Plaintiff submitted his claim to the Department of Agriculture pursuant to the administrative procedures available under PACA. The adjudicative body determined that Defendant had violated section 2 of the PACA and that Plaintiff was entitled to an award of the amount of the claim in this action, plus interest. Doc. # 8-3 at 3. The court takes judicial notice of Plaintiff's PACA claim and of the decision by the Secretary of Agriculture awarding Plaintiff the sum of $18,468.00 plus fees and interest. See Barron v. Reich, 13 F.3d 1370, 1377 (9th Cir. 1994) (district court does not err in taking judicial notice of records and reports of administrative bodies). Based on the Secretary of Agriculture's award under the PACA, and on interest and fees accumulated since the award by the Secretary of Agriculture, the court finds Plaintiff has carried his burden to show the probable validity of his claim in the total sum of $21,468.94.

III. Attachment is Not Sought For Any Other Purpose

Plaintiff is a producer of oranges. Defendant is a dealer within the meaning of 7 U.S.C. § 499a(b)(6). So far as the court can determine from the information before it, there is no relationship between Plaintiff and Defendant other than that arising from the contract for the sale of oranges that is the basis for Plaintiff's claim. Plaintiff's application for attachment sets forth the reason for the request and provides no basis for the court to conclude there is any purpose other than that stated by Plaintiff for the request. The court therefore finds that Plaintiff's application for attachment has no purpose other than the purpose of securing payment of the amount owed by Defendant to Plaintiff.
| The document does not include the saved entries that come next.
use std::{
    fmt::{self, Display, Formatter},
    ops::Index,
};

use thiserror::Error;

use crate::{
    color::Color,
    coord::{Coord, home_row, pawn_start_row},
    moves::Move,
    piece::{Piece, PieceKind},
};

pub const MAX_PIECES: usize = 32;

#[derive(Debug, Clone, Copy, PartialEq, Eq, Hash, Error)]
pub enum PositionError {
    #[error("{0} is already occupied")]
    Occupied(Coord),
    #[error("found more than 1 {0} king")]
    SecondKing(Color),
    #[error("found more than {MAX_PIECES} pieces")]
    TooManyPieces,
}

/// Slot of a piece in the position's arena. Stays valid for as long as the
/// piece is on the board.
#[derive(Debug, Clone, Copy, PartialEq, Eq, Hash)]
pub struct PieceIndex(u8);

impl PieceIndex {
    pub(crate) fn new(index: u8) -> Self {
        debug_assert!(usize::from(index) < MAX_PIECES);
        PieceIndex(index)
    }
}
impl From<PieceIndex> for usize {
    fn from(value: PieceIndex) -> Self {
        value.0.into()
    }
}

/// Board state: an arena of pieces and the 8×8 grid of cells pointing into
/// it. Every change of occupancy goes through `put` and `lift`, which keep
/// the grid and each piece's `cell` in agreement.
#[derive(Debug, Clone, PartialEq, Eq)]
pub struct Position {
    pieces: [Option<Piece>; MAX_PIECES],
    cells: [Option<PieceIndex>; 64],
    last_move: Option<Move>,
}
impl Position {
    pub fn empty() -> Self {
        Position {
            pieces: [None; MAX_PIECES],
            cells: [None; 64],
            last_move: None,
        }
    }
    /// The standard starting setup.
    pub fn initial() -> Self {
        let mut position = Position::empty();
        for color in Color::ALL {
            for (col, kind) in (0..).zip(PieceKind::STARTING_CONFIGURATION) {
                for (row, kind) in [(home_row(color), kind), (pawn_start_row(color), PieceKind::Pawn)]
                {
                    let piece = Piece::new(kind, color, Coord::new(row, col));
                    if let Err(err) = position.add_piece(piece) {
                        unreachable!("starting setup is valid: {err}");
                    }
                }
            }
        }
        position
    }
    pub fn from_placement(
        placement: impl IntoIterator<Item = (Coord, Color, PieceKind)>,
    ) -> Result<Self, PositionError> {
        let mut position = Position::empty();
        for (cell, color, kind) in placement {
            position.add_piece(Piece::new(kind, color, cell))?;
        }
        Ok(position)
    }
    pub fn add_piece(&mut self, piece: Piece) -> Result<PieceIndex, PositionError> {
        if self[piece.cell].is_some() {
            return Err(PositionError::Occupied(piece.cell));
        }
        if piece.kind == PieceKind::King && self.king(piece.color).is_some() {
            return Err(PositionError::SecondKing(piece.color));
        }
        let slot = self
            .pieces
            .iter()
            .position(Option::is_none)
            .ok_or(PositionError::TooManyPieces)?;
        let index = PieceIndex::new(u8::try_from(slot).map_err(|_| PositionError::TooManyPieces)?);
        self.pieces[slot] = Some(piece);
        self.put(index, piece.cell);
        Ok(index)
    }
    pub fn piece(&self, index: PieceIndex) -> Option<Piece> {
        self[index]
    }
    pub fn piece_at(&self, cell: Coord) -> Option<Piece> {
        self[cell].and_then(|index| self[index])
    }
    /// Lookup by raw row and column; anything off the board is an empty
    /// answer rather than a failure.
    pub fn lookup(&self, row: i8, col: i8) -> Option<Piece> {
        Coord::new_checked(row, col).and_then(|cell| self.piece_at(cell))
    }
    pub fn all_pieces(&self) -> impl Iterator<Item = (PieceIndex, Piece)> + '_ {
        (0..)
            .zip(self.pieces.iter().copied())
            .filter_map(|(index, piece)| piece.map(|piece| (PieceIndex::new(index), piece)))
    }
    pub fn pieces(&self, color: Color) -> impl Iterator<Item = (PieceIndex, Piece)> + '_ {
        self.all_pieces()
            .filter(move |(_, piece)| piece.color == color)
    }
    pub fn non_kings(&self) -> impl Iterator<Item = Piece> + '_ {
        self.all_pieces()
            .map(|(_, piece)| piece)
            .filter(|piece| piece.kind != PieceKind::King)
    }
    pub fn king(&self, color: Color) -> Option<Piece> {
        self.pieces(color)
            .map(|(_, piece)| piece)
            .find(|piece| piece.kind == PieceKind::King)
    }
    pub fn last_move(&self) -> Option<Move> {
        self.last_move
    }
    pub(crate) fn set_last_move(&mut self, movement: Option<Move>) {
        self.last_move = movement;
    }
    pub(crate) fn piece_mut(&mut self, index: PieceIndex) -> Option<&mut Piece> {
        self.pieces[usize::from(index)].as_mut()
    }
    /// Seats a piece already in the arena on an empty cell.
    pub(crate) fn put(&mut self, index: PieceIndex, cell: Coord) {
        debug_assert!(self[cell].is_none(), "{cell} is occupied");
        if let Some(piece) = self.piece_mut(index) {
            piece.cell = cell;
            self.cells[cell.index()] = Some(index);
        }
    }
    /// Empties a cell, leaving the piece in the arena.
    pub(crate) fn lift(&mut self, cell: Coord) -> Option<PieceIndex> {
        self.cells[cell.index()].take()
    }
    /// Takes a piece off the board and out of the arena.
    pub(crate) fn remove(&mut self, cell: Coord) -> Option<(PieceIndex, Piece)> {
        let index = self.lift(cell)?;
        let piece = self.pieces[usize::from(index)].take()?;
        Some((index, piece))
    }
    /// Puts a removed piece back into its slot and onto its cell.
    pub(crate) fn restore(&mut self, index: PieceIndex, piece: Piece) {
        self.pieces[usize::from(index)] = Some(piece);
        self.put(index, piece.cell);
    }
}
impl Default for Position {
    fn default() -> Self {
        Position::initial()
    }
}
impl Index<Coord> for Position {
    type Output = Option<PieceIndex>;

    fn index(&self, index: Coord) -> &Self::Output {
        &self.cells[index.index()]
    }
}
impl Index<PieceIndex> for Position {
    type Output = Option<Piece>;

    fn index(&self, index: PieceIndex) -> &Self::Output {
        &self.pieces[usize::from(index)]
    }
}
impl Display for Position {
    fn fmt(&self, f: &mut Formatter<'_>) -> fmt::Result {
        for row in 0..8 {
            for col in 0..8 {
                let letter = self
                    .piece_at(Coord::new(row, col))
                    .map_or('.', Piece::letter);
                write!(f, "{letter}")?;
            }
            writeln!(f)?;
        }
        Ok(())
    }
}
IV. Property to be Attached not Exempt from Attachment

Section 485.210 provides that an application for a writ of attachment be supported by an affidavit that makes three showings: (1) that the plaintiff is entitled to a judgment on the claim; (2) that the plaintiff would suffer great or irreparable injury if the request were not granted on an ex parte basis; and (3) that the property sought to be attached is not exempt from attachment. Generally, property that is exempt from attachment is property that is not subject to attachment pursuant to section 483.010. In other words, property that is the subject of a claim that is not based upon a contract, express or implied, where the total amount of such claim is not a fixed or readily ascertainable amount or is less than five hundred dollars is exempt from attachment. In addition, section 483.010, subdivisions (b) and (c) provide that attachment may not be issued as to certain types of interests in real property and certain types of claims against individuals. Neither exemption applies in this case.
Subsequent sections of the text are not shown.